Data in this exercise Block Start
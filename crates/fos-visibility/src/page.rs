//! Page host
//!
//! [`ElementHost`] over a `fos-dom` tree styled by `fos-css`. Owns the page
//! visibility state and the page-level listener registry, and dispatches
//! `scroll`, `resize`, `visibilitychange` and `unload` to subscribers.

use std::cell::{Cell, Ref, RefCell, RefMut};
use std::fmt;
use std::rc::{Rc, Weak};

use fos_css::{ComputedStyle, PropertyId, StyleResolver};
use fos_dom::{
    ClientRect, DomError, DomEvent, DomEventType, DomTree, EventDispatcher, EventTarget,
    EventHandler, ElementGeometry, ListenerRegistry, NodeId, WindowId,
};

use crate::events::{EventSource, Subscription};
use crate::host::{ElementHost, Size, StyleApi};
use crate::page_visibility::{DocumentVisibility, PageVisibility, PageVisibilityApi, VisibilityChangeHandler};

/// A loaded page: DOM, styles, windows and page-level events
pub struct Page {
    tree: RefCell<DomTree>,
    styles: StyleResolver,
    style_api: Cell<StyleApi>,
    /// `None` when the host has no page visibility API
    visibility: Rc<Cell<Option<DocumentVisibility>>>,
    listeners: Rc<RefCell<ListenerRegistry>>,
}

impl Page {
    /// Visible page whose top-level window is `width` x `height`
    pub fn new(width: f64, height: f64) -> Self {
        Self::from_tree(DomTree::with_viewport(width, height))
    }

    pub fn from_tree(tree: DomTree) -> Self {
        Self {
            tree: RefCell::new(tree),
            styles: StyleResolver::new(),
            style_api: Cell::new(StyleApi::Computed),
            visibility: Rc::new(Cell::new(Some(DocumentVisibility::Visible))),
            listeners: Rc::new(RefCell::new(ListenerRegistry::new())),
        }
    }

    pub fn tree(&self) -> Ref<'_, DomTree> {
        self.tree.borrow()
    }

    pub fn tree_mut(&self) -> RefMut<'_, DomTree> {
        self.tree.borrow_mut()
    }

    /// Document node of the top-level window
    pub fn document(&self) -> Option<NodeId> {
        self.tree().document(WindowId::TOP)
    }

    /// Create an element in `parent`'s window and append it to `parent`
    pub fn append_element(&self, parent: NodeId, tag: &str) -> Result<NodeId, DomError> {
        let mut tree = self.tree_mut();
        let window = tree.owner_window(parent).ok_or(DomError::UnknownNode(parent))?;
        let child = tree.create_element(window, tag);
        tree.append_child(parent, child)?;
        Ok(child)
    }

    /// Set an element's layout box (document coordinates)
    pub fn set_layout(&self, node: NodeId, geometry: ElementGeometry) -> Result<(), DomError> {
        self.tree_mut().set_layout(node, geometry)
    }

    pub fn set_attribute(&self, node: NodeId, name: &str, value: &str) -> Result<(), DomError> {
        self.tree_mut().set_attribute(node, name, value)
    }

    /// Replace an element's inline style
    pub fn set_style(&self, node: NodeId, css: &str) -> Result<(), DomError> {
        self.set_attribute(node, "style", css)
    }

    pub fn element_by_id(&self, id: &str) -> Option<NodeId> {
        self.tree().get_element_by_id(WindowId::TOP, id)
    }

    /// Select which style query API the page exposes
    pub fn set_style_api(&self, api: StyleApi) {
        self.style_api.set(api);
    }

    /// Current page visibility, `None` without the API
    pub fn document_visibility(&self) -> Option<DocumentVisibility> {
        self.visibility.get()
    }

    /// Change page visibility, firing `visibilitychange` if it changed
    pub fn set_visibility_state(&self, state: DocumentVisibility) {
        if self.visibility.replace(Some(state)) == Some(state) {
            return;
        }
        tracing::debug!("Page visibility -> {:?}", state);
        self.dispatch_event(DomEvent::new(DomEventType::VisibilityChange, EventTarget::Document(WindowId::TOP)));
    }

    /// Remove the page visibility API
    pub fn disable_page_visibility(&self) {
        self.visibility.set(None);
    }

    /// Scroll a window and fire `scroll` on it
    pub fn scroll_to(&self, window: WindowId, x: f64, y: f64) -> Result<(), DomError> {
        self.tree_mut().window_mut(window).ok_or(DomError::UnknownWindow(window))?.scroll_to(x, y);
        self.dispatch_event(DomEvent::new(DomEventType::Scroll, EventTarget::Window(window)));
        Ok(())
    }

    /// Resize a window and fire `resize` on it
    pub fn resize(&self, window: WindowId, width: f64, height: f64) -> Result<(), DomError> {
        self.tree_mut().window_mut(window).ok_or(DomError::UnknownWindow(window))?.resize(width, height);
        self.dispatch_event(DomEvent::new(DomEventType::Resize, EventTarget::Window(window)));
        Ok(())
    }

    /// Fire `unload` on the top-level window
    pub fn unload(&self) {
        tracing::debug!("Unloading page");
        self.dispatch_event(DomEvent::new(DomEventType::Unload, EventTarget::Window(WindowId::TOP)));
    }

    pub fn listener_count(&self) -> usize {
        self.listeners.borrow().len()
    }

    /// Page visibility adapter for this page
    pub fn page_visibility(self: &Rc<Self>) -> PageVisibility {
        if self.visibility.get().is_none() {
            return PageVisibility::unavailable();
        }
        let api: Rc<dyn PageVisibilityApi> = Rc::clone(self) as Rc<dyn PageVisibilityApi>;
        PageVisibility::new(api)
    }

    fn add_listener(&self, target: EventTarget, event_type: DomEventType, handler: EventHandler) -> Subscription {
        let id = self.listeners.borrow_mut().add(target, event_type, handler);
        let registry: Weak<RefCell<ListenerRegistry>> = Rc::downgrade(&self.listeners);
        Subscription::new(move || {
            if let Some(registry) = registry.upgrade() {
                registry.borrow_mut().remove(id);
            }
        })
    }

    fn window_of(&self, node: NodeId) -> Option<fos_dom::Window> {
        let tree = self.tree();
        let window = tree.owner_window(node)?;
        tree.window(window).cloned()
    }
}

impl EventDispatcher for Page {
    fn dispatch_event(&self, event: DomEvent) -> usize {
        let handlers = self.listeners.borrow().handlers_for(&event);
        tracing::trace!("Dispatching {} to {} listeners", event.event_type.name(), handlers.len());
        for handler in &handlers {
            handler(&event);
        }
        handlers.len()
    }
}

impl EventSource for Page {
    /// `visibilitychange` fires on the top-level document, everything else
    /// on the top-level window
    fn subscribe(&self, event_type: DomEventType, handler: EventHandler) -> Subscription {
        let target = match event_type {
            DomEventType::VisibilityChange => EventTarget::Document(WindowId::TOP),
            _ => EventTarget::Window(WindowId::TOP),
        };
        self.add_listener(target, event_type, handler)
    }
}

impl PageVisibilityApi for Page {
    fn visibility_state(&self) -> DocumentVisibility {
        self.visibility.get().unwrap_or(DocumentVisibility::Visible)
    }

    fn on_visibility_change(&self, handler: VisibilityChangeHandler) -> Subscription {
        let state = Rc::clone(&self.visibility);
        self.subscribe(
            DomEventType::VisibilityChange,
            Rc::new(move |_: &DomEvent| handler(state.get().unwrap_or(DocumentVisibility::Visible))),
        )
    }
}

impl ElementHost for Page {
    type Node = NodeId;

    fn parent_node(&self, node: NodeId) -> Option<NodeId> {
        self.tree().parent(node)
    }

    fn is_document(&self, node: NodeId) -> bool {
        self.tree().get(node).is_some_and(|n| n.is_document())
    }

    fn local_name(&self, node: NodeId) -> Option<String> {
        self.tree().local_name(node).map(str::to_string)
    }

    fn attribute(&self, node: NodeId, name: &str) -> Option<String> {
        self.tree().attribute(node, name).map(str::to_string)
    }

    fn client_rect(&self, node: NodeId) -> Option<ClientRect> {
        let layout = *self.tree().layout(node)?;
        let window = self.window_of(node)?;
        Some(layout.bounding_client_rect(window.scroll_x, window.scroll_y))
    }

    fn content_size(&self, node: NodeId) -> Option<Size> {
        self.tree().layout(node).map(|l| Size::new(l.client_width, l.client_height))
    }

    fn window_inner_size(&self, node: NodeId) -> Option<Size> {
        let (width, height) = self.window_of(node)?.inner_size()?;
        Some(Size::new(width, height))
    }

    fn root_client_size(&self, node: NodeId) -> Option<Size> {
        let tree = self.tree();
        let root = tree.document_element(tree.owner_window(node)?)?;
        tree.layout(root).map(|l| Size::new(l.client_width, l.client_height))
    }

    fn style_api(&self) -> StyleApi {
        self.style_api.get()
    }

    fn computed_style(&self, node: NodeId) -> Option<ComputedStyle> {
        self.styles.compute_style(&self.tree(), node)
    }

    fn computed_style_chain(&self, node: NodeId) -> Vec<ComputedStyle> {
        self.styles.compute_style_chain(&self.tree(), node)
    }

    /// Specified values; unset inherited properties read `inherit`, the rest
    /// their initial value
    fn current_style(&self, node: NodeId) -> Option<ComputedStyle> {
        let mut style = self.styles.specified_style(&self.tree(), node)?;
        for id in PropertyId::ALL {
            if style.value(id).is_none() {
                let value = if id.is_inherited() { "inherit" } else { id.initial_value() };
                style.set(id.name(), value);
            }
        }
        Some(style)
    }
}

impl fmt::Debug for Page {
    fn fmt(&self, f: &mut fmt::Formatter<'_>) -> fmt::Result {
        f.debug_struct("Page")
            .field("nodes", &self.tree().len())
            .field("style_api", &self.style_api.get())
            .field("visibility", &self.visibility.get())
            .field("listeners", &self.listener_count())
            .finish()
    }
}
Data in this exercise Block End
Activity:
Copy the lines of the data above exactly as written, beginning with the line containing "let registry: Weak<RefCell<ListenerRegistry>>" and ending with the line containing "fn dispatch_event(&self, event: DomEvent)", and leave out all other lines.

Exercise solution:
        let registry: Weak<RefCell<ListenerRegistry>> = Rc::downgrade(&self.listeners);
        Subscription::new(move || {
            if let Some(registry) = registry.upgrade() {
                registry.borrow_mut().remove(id);
            }
        })
    }

    fn window_of(&self, node: NodeId) -> Option<fos_dom::Window> {
        let tree = self.tree();
        let window = tree.owner_window(node)?;
        tree.window(window).cloned()
    }
}

impl EventDispatcher for Page {
    fn dispatch_event(&self, event: DomEvent) -> usize {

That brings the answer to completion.